Thakur Ranjit Singh said...

Thank you Croz, for allowing the NZ Ostrich (NZ Mainstream White media) to pull its head out of the sand and look at the reality in Fiji. The problem with NZ Mainstream Media is that despite New Zealand's population getting much more cosmopolitan, it is still too white, and out of touch with the Pacific and the changing colour of NZ. That is a pity and the NZ Herald and the Dominion are suffering from the Ostrich Syndrome. They are just not prepared to see the other side of the coin. What we need is more White and mainstream NZ Reporters seeing the light on Fiji and appreciating Fiji's problems. The tragedy in NZ is that the Government appears to copy its foreign policies from the editorials of its mainstream media.

snoopy said...

Thakur Singh - your point about NZ media is correct and the same applies to Australia. I prefer to look at this as ignorance rather than being race based which is not productive. I think a lot of your responses unneccasriy focus on race - Croz and Leighton are also white.

Many of the writers in the mainstream western media have strong beliefs about democracy as it has brought tremendous benefits over the centuries. However these writters have limited life experiences and dont fully apprecaite the copmlexities in some of the poorer countries eg Stability can be more iportant than democracy eg Iraq, or eliminating corruption eg Zimbabwe and Afganistan

However Fiji's situation is very complex - this is 1 things the Western media always struggles to grasp. They have not been close to the ground in poor countries where bread and butter issues such as getting an education and food on the table is more important.

Corrupt democratic Govts serve no benefit and established systems allow these politicians to remain in power - look at Zimbabwe as an example.

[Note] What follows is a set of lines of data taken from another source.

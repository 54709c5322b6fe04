use anyhow::{Context, Result, bail};
use reqwest::header::{CONTENT_TYPE, HeaderMap, HeaderValue};
use serde::{Deserialize, Serialize};
use tracing::debug;

use crate::config::LlmSection;

#[derive(Debug, Clone, Copy, PartialEq, Eq)]
pub enum Provider {
    Anthropic,
    OpenAI,
}

impl Provider {
    pub fn parse(name: &str) -> Result<Self> {
        match name.trim().to_lowercase().as_str() {
            "anthropic" => Ok(Provider::Anthropic),
            "openai" => Ok(Provider::OpenAI),
            other => bail!("unknown llm provider {other:?} (expected openai or anthropic)"),
        }
    }
}

/// Single-shot chat completion client for statement parsing
#[derive(Debug, Clone)]
pub struct LlmClient {
    provider: Provider,
    model: String,
    base_url: String,
    temperature: f32,
    max_tokens: u32,
    api_key: String,
    http: reqwest::Client,
}

impl LlmClient {
    pub fn from_config(section: &LlmSection) -> Result<Self> {
        let provider = Provider::parse(&section.provider)?;
        let api_key = std::env::var(&section.api_key_env)
            .ok()
            .filter(|k| !k.trim().is_empty())
            .with_context(|| format!("missing API key; set {}", section.api_key_env))?;
        Ok(Self {
            provider,
            model: section.model.clone(),
            base_url: section.base_url.trim_end_matches('/').to_string(),
            temperature: section.temperature,
            max_tokens: section.max_tokens,
            api_key,
            http: reqwest::Client::new(),
        })
    }

    pub async fn complete(&self, system: &str, user: &str) -> Result<String> {
        debug!(provider = ?self.provider, model = %self.model, "llm request");
        match self.provider {
            Provider::Anthropic => self.anthropic_complete(system, user).await,
            Provider::OpenAI => self.openai_complete(system, user).await,
        }
    }

    async fn anthropic_complete(&self, system: &str, user: &str) -> Result<String> {
        #[derive(Serialize)]
        struct Msg<'a> {
            role: &'a str,
            content: &'a str,
        }

        #[derive(Serialize)]
        struct Req<'a> {
            model: &'a str,
            max_tokens: u32,
            temperature: f32,
            system: &'a str,
            messages: Vec<Msg<'a>>,
        }

        #[derive(Deserialize)]
        struct Resp {
            content: Vec<ContentBlock>,
        }

        #[derive(Deserialize)]
        struct ContentBlock {
            #[serde(rename = "type")]
            t: String,
            text: Option<String>,
        }

        let body = Req {
            model: &self.model,
            max_tokens: self.max_tokens,
            temperature: self.temperature,
            system,
            messages: vec![Msg { role: "user", content: user }],
        };

        let mut headers = HeaderMap::new();
        headers.insert("x-api-key", HeaderValue::from_str(&self.api_key)?);
        headers.insert("anthropic-version", HeaderValue::from_static("2023-06-01"));
        headers.insert(CONTENT_TYPE, HeaderValue::from_static("application/json"));

        let resp = self
            .http
            .post(format!("{}/v1/messages", self.base_url))
            .headers(headers)
            .json(&body)
            .send()
            .await
            .context("anthropic request")?;

        let status = resp.status();
        if !status.is_success() {
            let txt = resp.text().await.unwrap_or_default();
            bail!("anthropic error: {status} {txt}");
        }

        let out: Resp = resp.json().await.context("parse anthropic response")?;
        let mut s = String::new();
        for b in out.content {
            if b.t == "text" {
                if let Some(t) = b.text {
                    s.push_str(&t);
                }
            }
        }
        Ok(s.trim().to_string())
    }

    async fn openai_complete(&self, system: &str, user: &str) -> Result<String> {
        #[derive(Serialize)]
        struct Msg<'a> {
            role: &'a str,
            content: &'a str,
        }

        #[derive(Serialize)]
        struct Req<'a> {
            model: &'a str,
            messages: Vec<Msg<'a>>,
            temperature: f32,
            max_tokens: u32,
        }

        #[derive(Deserialize)]
        struct Resp {
            choices: Vec<Choice>,
        }

        #[derive(Deserialize)]
        struct Choice {
            message: MsgOut,
        }

        #[derive(Deserialize)]
        struct MsgOut {
            content: Option<String>,
        }

        let body = Req {
            model: &self.model,
            messages: vec![
                Msg { role: "system", content: system },
                Msg { role: "user", content: user },
            ],
            temperature: self.temperature,
            max_tokens: self.max_tokens,
        };

        let resp = self
            .http
            .post(format!("{}/v1/chat/completions", self.base_url))
            .bearer_auth(&self.api_key)
            .json(&body)
            .send()
            .await
            .context("openai request")?;

        let status = resp.status();
        if !status.is_success() {
            let txt = resp.text().await.unwrap_or_default();
            bail!("openai error: {status} {txt}");
        }

        let out: Resp = resp.json().await.context("parse openai response")?;
        let content = out
            .choices
            .into_iter()
            .next()
            .and_then(|c| c.message.content)
            .unwrap_or_default();

        Ok(content.trim().to_string())
    }
}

Fiji was in a situation where corruption and racism were being more and more entrenched and it looks like this Govt is doing something about it.

Scott said...

Listening to the interview with the acting PM/Attorney-General, he confuses gerrymandering and malapportionment. It is very important for the proposed electoral reforms that the latter is the target, as it was the worst form of electoral 'rigging' under the previous electoral systems, rather than gerrymandering. One vote, one value should be the general target first, then take a close look at specific cases of gerrymandering.
It sounds like the regime is reading the international debate closely so it would help if some one as important as the AG understands the difference and makes malapportionment the principal target.

Anonymous said...

This is all good, as far as I'm concerned, because whatever you think about what he says, it's someone in the mainstream NZ media finally providing at least another point of view. I thought that's what the media in a democracy is meant to do but it hasn't been happening in NZ for a long time. Vinaka NewstalkZB.

Anonymous said...

Agree it is great to get this. Look at the reality in Fiji, very normal on the streets but the media portray things in a very negative light. When the High Commissioner was sacked(?) the Australian media was playing footage of the 1987 coup while the situation on the ground in Fiji was totally normal.

Its good to see though that so many people are seeing through this and that the economy in Fiji esp Tourism is really starting to pick up.

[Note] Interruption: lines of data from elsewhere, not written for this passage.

//! Bank statement text → raw records, via the configured chat model.

use anyhow::{Context, Result};
use financeflow_core::RawTransaction;
use financeflow_ingest::parse_llm_reply;
use std::path::Path;
use tracing::{info, warn};

use crate::llm::LlmClient;

/// Statements longer than this are cut before sending
const MAX_STATEMENT_CHARS: usize = 60_000;

const STATEMENT_SYSTEM_PROMPT: &str = "\
You extract transactions from bank statement text. Reply with a JSON array only. \
Each element has: date (YYYY-MM-DD), description (as printed), amount (positive number), \
type (\"debit\" or \"credit\"), payee (optional), category (optional), \
confidence (0 to 1).";

fn truncate_chars(text: &str, max: usize) -> &str {
    match text.char_indices().nth(max) {
        Some((idx, _)) => &text[..idx],
        None => text,
    }
}

pub async fn parse_statement_file(client: &LlmClient, path: &Path) -> Result<Vec<RawTransaction>> {
    let text = std::fs::read_to_string(path).with_context(|| format!("reading {}", path.display()))?;
    let sent = truncate_chars(&text, MAX_STATEMENT_CHARS);
    if sent.len() < text.len() {
        warn!(
            path = %path.display(),
            limit = MAX_STATEMENT_CHARS,
            "statement truncated before parsing"
        );
    }

    let reply = client
        .complete(STATEMENT_SYSTEM_PROMPT, sent)
        .await
        .with_context(|| format!("parsing statement {}", path.display()))?;
    let records = parse_llm_reply(&reply)?;
    info!(path = %path.display(), records = records.len(), "statement parsed");
    Ok(records)
}

#[cfg(test)]
mod tests {
    use super::*;

    #[test]
    fn test_truncate_chars() {
        assert_eq!(truncate_chars("abc", 10), "abc");
        assert_eq!(truncate_chars("abcdef", 3), "abc");
        assert_eq!(truncate_chars("₹₹₹₹", 2), "₹₹");
    }
}
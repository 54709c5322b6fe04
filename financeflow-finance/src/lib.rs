//! financeflow-finance: configurable category rules, spending summaries and
//! categorization adjustments over normalized transactions

pub mod adjustments;
pub mod category_rules;
pub mod summary;

pub use adjustments::{CategoryAdjustment, apply_all, suggest_adjustments};
pub use category_rules::{CategoryRulesConfig, RuleConfig};
pub use summary::SpendingSummary;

Thakur Ranjit Singh said...

Snoopy, thanks for your comments.I feel NZ media is not ignorant becuase an ignorant institution should learn from many who have spoken. They are prejudiced, and my study in media industry shows a gross imbalance in the makeup of newsrooms where qualified and deserving non- whites are bypassed. Please read my today's news story on the Pacific Scoop about the debate on lack of diversity in NZ newsrooms. The thing with people like David Robie, Croz and Leighton is that they are the minority White voices, crying out for reason, especially in case of Fiji. It appears the practice with the mainstream NZ media is that they pick only those for an interview who sing in their tune and chorus. They bypass and ignore those who do not fit their line of thinking. While I do not enjoy making it into a white and brown issue, unfortunately I do not have another term for this supposed ignorance and the Ostrich Syndrome of the NZ media.